Start of PROVIDED DATA
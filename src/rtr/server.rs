//! The RTR PDU handler: a deterministic per-PDU state machine.
//!
//! Grounded on FORT-validator's `rtr/pdu_handler.c` -- `handle_serial_query_pdu`,
//! `handle_reset_query_pdu`, `handle_error_report_pdu`, and the shared
//! `warn_unexpected_pdu` path for the six server-to-router PDU types a
//! router must never send. The TCP accept loop and wire framing live
//! elsewhere; this module only turns one decoded inbound [`Pdu`] into the
//! ordered outbound sequence plus a session verdict -- easy to drive
//! from a test without a socket in sight.

use std::net::IpAddr;
use log::{info, warn};
use crate::payload::{Action, Delta, SharedHistory, Status, Table, Vrp};
use crate::rtr::pdu::{ErrorCode, Pdu};
use crate::rtr::serial::Serial;


//------------ Verdict ---------------------------------------------------------

/// What the caller should do with the connection after a PDU exchange.
#[derive(Clone, Copy, Debug, Eq, PartialEq)]
pub enum Verdict {
    KeepOpen,
    Close,
}


//------------ Handler ----------------------------------------------------------

/// One RTR connection's view of the delta store plus the timing
/// parameters End of Data (version 1) reports.
pub struct Handler<'a> {
    history: &'a SharedHistory,
    refresh: u32,
    retry: u32,
    expire: u32,
}

impl<'a> Handler<'a> {
    pub fn new(history: &'a SharedHistory, refresh: u32, retry: u32, expire: u32) -> Self {
        Handler { history, refresh, retry, expire }
    }

    /// Handles one inbound PDU, returning the outbound PDUs to send (in
    /// order) and whether the session should stay open.
    ///
    /// Outbound Cache Response...End of Data sequences are always returned
    /// whole in one call, so the caller never has a chance to interleave
    /// them with another exchange on the same connection.
    pub fn handle(&self, pdu: Pdu) -> (Vec<Pdu>, Verdict) {
        match pdu {
            Pdu::SerialQuery { version, session_id, serial } => {
                self.handle_serial_query(version, session_id, serial)
            }
            Pdu::ResetQuery { version } => self.handle_reset_query(version),
            Pdu::ErrorReport { version, error_code, .. } => {
                self.handle_error_report(version, error_code)
            }
            other => self.handle_unexpected(other),
        }
    }

    fn handle_serial_query(
        &self, version: u8, session_id: u16, serial: Serial,
    ) -> (Vec<Pdu>, Verdict) {
        let our_session = self.history.session_id();
        if session_id != our_session {
            warn!("Serial Query session id mismatch, closing.");
            return self.error_report(version, ErrorCode::CorruptData, None);
        }

        match self.history.status(serial) {
            Status::NoDataAvailable => {
                self.error_report(version, ErrorCode::NoDataAvailable, None)
            }
            Status::DiffUndetermined => {
                (vec![Pdu::CacheReset { version }], Verdict::KeepOpen)
            }
            Status::NoDiff => {
                let mut out = vec![Pdu::CacheResponse { version, session_id: our_session }];
                out.push(self.end_of_data(version, our_session));
                (out, Verdict::KeepOpen)
            }
            Status::DiffAvailable => {
                let delta = self.history.delta_since(serial);
                match delta {
                    Some(delta) => {
                        let mut out = vec![
                            Pdu::CacheResponse { version, session_id: our_session },
                        ];
                        out.extend(delta_pdus(version, &delta));
                        out.push(self.end_of_data(version, our_session));
                        (out, Verdict::KeepOpen)
                    }
                    // Delta computation unavailable for this serial despite
                    // status() saying it should be -- degrade to the
                    // RFC-conformant cache policy choice of a full reset.
                    None => (vec![Pdu::CacheReset { version }], Verdict::KeepOpen),
                }
            }
        }
    }

    fn handle_reset_query(&self, version: u8) -> (Vec<Pdu>, Verdict) {
        let our_session = self.history.session_id();
        match self.history.status(self.history.current_serial()) {
            Status::NoDataAvailable => {
                self.error_report(version, ErrorCode::NoDataAvailable, None)
            }
            _ => {
                let table = self.history.current_table().unwrap_or_else(Table::new);
                let mut out = vec![Pdu::CacheResponse { version, session_id: our_session }];
                out.extend(table_pdus(version, &table));
                out.push(self.end_of_data(version, our_session));
                (out, Verdict::KeepOpen)
            }
        }
    }

    fn handle_error_report(&self, _version: u8, error_code: ErrorCode) -> (Vec<Pdu>, Verdict) {
        if error_code.is_fatal() {
            warn!("Fatal error report received [{:?}], closing session.", error_code);
            (Vec::new(), Verdict::Close)
        } else {
            info!("Non-fatal error report received [{:?}].", error_code);
            (Vec::new(), Verdict::KeepOpen)
        }
    }

    /// A router is only ever allowed to send Serial Query, Reset Query, or
    /// Error Report. Everything else is a protocol violation.
    fn handle_unexpected(&self, pdu: Pdu) -> (Vec<Pdu>, Verdict) {
        warn!("Unexpected {:?} PDU received.", pdu.pdu_type());
        let version = pdu.version();
        let mut encoded = bytes::BytesMut::new();
        pdu.write(&mut encoded);
        self.error_report(version, ErrorCode::UnsupportedPduType, Some(encoded.to_vec()))
    }

    fn error_report(
        &self, version: u8, error_code: ErrorCode, erroneous_pdu: Option<Vec<u8>>,
    ) -> (Vec<Pdu>, Verdict) {
        let verdict = if error_code.is_fatal() { Verdict::Close } else { Verdict::KeepOpen };
        let pdu = Pdu::ErrorReport {
            version,
            error_code,
            erroneous_pdu: erroneous_pdu.unwrap_or_default().into(),
            error_text: String::new(),
        };
        (vec![pdu], verdict)
    }

    fn end_of_data(&self, version: u8, session_id: u16) -> Pdu {
        let serial = self.history.current_serial();
        if version >= 1 {
            Pdu::EndOfData {
                version, session_id, serial,
                refresh: Some(self.refresh), retry: Some(self.retry), expire: Some(self.expire),
            }
        } else {
            Pdu::EndOfData {
                version, session_id, serial,
                refresh: None, retry: None, expire: None,
            }
        }
    }
}

fn delta_pdus(version: u8, delta: &Delta) -> Vec<Pdu> {
    delta.iter().map(|(vrp, action)| vrp_pdu(version, vrp, *action)).collect()
}

fn table_pdus(version: u8, table: &Table) -> Vec<Pdu> {
    let mut out = Vec::new();
    table.for_each(|vrp| out.push(vrp_pdu(version, vrp, Action::Announce)));
    out
}

fn vrp_pdu(version: u8, vrp: &Vrp, action: Action) -> Pdu {
    let flags = match action {
        Action::Announce => 1,
        Action::Withdraw => 0,
    };
    match vrp {
        Vrp::RoaEntry(entry) => match entry.prefix().address() {
            IpAddr::V4(addr) => Pdu::Ipv4Prefix {
                version, flags,
                prefix_len: entry.prefix().address_length(),
                max_len: entry.max_length(),
                prefix: addr,
                asn: entry.asn(),
            },
            IpAddr::V6(addr) => Pdu::Ipv6Prefix {
                version, flags,
                prefix_len: entry.prefix().address_length(),
                max_len: entry.max_length(),
                prefix: addr,
                asn: entry.asn(),
            },
        },
        Vrp::RouterKey(key) => Pdu::RouterKey {
            version, flags, ski: *key.ski(), asn: key.asn(), spki: key.spki().clone(),
        },
    }
}


//============ Testing =========================================================

#[cfg(test)]
mod test {
    use super::*;
    use crate::payload::vrp::{AddressPrefix, RoaEntry};
    use rpki::repository::resources::AsId;

    fn entry(asn: u32) -> Vrp {
        Vrp::RoaEntry(RoaEntry::new(
            AsId::from(asn),
            AddressPrefix::new("10.0.0.0".parse().unwrap(), 8),
            24,
        ))
    }

    #[test]
    fn serial_query_with_no_data_gets_error_report() {
        let history = SharedHistory::new(10);
        let handler = Handler::new(&history, 3600, 600, 7200);
        let (out, verdict) = handler.handle(Pdu::SerialQuery {
            version: 1, session_id: history.session_id(), serial: Serial::from(0),
        });
        assert_eq!(verdict, Verdict::KeepOpen);
        assert!(matches!(out[0], Pdu::ErrorReport { error_code: ErrorCode::NoDataAvailable, .. }));
    }

    #[test]
    fn serial_query_session_mismatch_is_corrupt_data() {
        let history = SharedHistory::new(10);
        let mut t = Table::new();
        t.insert(entry(1));
        history.publish(t);
        let handler = Handler::new(&history, 3600, 600, 7200);

        let (out, verdict) = handler.handle(Pdu::SerialQuery {
            version: 1, session_id: history.session_id().wrapping_add(1),
            serial: Serial::from(0),
        });
        assert_eq!(verdict, Verdict::Close);
        assert!(matches!(out[0], Pdu::ErrorReport { error_code: ErrorCode::CorruptData, .. }));
    }

    #[test]
    fn serial_query_at_current_serial_is_no_diff() {
        let history = SharedHistory::new(10);
        let mut t = Table::new();
        t.insert(entry(1));
        history.publish(t);
        let handler = Handler::new(&history, 3600, 600, 7200);

        let (out, verdict) = handler.handle(Pdu::SerialQuery {
            version: 1, session_id: history.session_id(), serial: history.current_serial(),
        });
        assert_eq!(verdict, Verdict::KeepOpen);
        assert!(matches!(out[0], Pdu::CacheResponse { .. }));
        assert!(matches!(out[1], Pdu::EndOfData { .. }));
    }

    #[test]
    fn serial_query_behind_current_gets_payload_then_end_of_data() {
        let history = SharedHistory::new(10);
        let mut t1 = Table::new();
        t1.insert(entry(1));
        history.publish(t1);
        let old_serial = history.current_serial();

        let mut t2 = Table::new();
        t2.insert(entry(1));
        t2.insert(entry(2));
        history.publish(t2);

        let handler = Handler::new(&history, 3600, 600, 7200);
        let (out, verdict) = handler.handle(Pdu::SerialQuery {
            version: 1, session_id: history.session_id(), serial: old_serial,
        });
        assert_eq!(verdict, Verdict::KeepOpen);
        assert!(matches!(out.first(), Some(Pdu::CacheResponse { .. })));
        assert!(matches!(out.last(), Some(Pdu::EndOfData { .. })));
        assert!(out.len() > 2);
    }

    #[test]
    fn serial_query_too_old_gets_cache_reset() {
        let history = SharedHistory::new(1);
        let mut t = Table::new();
        t.insert(entry(1));
        history.publish(t);
        let handler = Handler::new(&history, 3600, 600, 7200);

        let (out, verdict) = handler.handle(Pdu::SerialQuery {
            version: 1, session_id: history.session_id(), serial: Serial::from(9999),
        });
        assert_eq!(verdict, Verdict::KeepOpen);
        assert!(matches!(out[0], Pdu::CacheReset { .. }));
    }

    #[test]
    fn reset_query_gets_full_snapshot() {
        let history = SharedHistory::new(10);
        let mut t = Table::new();
        t.insert(entry(1));
        t.insert(entry(2));
        history.publish(t);
        let handler = Handler::new(&history, 3600, 600, 7200);

        let (out, verdict) = handler.handle(Pdu::ResetQuery { version: 1 });
        assert_eq!(verdict, Verdict::KeepOpen);
        assert!(matches!(out.first(), Some(Pdu::CacheResponse { .. })));
        assert!(matches!(out.last(), Some(Pdu::EndOfData { .. })));
        assert_eq!(out.len(), 2 + 2);
    }

    #[test]
    fn fatal_error_report_closes_session() {
        let history = SharedHistory::new(10);
        let handler = Handler::new(&history, 3600, 600, 7200);
        let (out, verdict) = handler.handle(Pdu::ErrorReport {
            version: 1, error_code: ErrorCode::InvalidRequest,
            erroneous_pdu: Default::default(), error_text: String::new(),
        });
        assert!(out.is_empty());
        assert_eq!(verdict, Verdict::Close);
    }

    #[test]
    fn non_fatal_error_report_keeps_session_open() {
        let history = SharedHistory::new(10);
        let handler = Handler::new(&history, 3600, 600, 7200);
        let (out, verdict) = handler.handle(Pdu::ErrorReport {
            version: 1, error_code: ErrorCode::NoDataAvailable,
            erroneous_pdu: Default::default(), error_text: String::new(),
        });
        assert!(out.is_empty());
        assert_eq!(verdict, Verdict::KeepOpen);
    }

    #[test]
    fn server_to_router_pdu_from_router_is_rejected() {
        let history = SharedHistory::new(10);
        let handler = Handler::new(&history, 3600, 600, 7200);
        let (out, verdict) = handler.handle(Pdu::CacheReset { version: 1 });
        assert_eq!(verdict, Verdict::Close);
        assert!(matches!(out[0], Pdu::ErrorReport { error_code: ErrorCode::UnsupportedPduType, .. }));
    }
}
End of PROVIDED DATA
WHAT THE TASK ASKS: How many lines of the material hold the string "exchange"? Answer with the number only.

SOLUTION: 2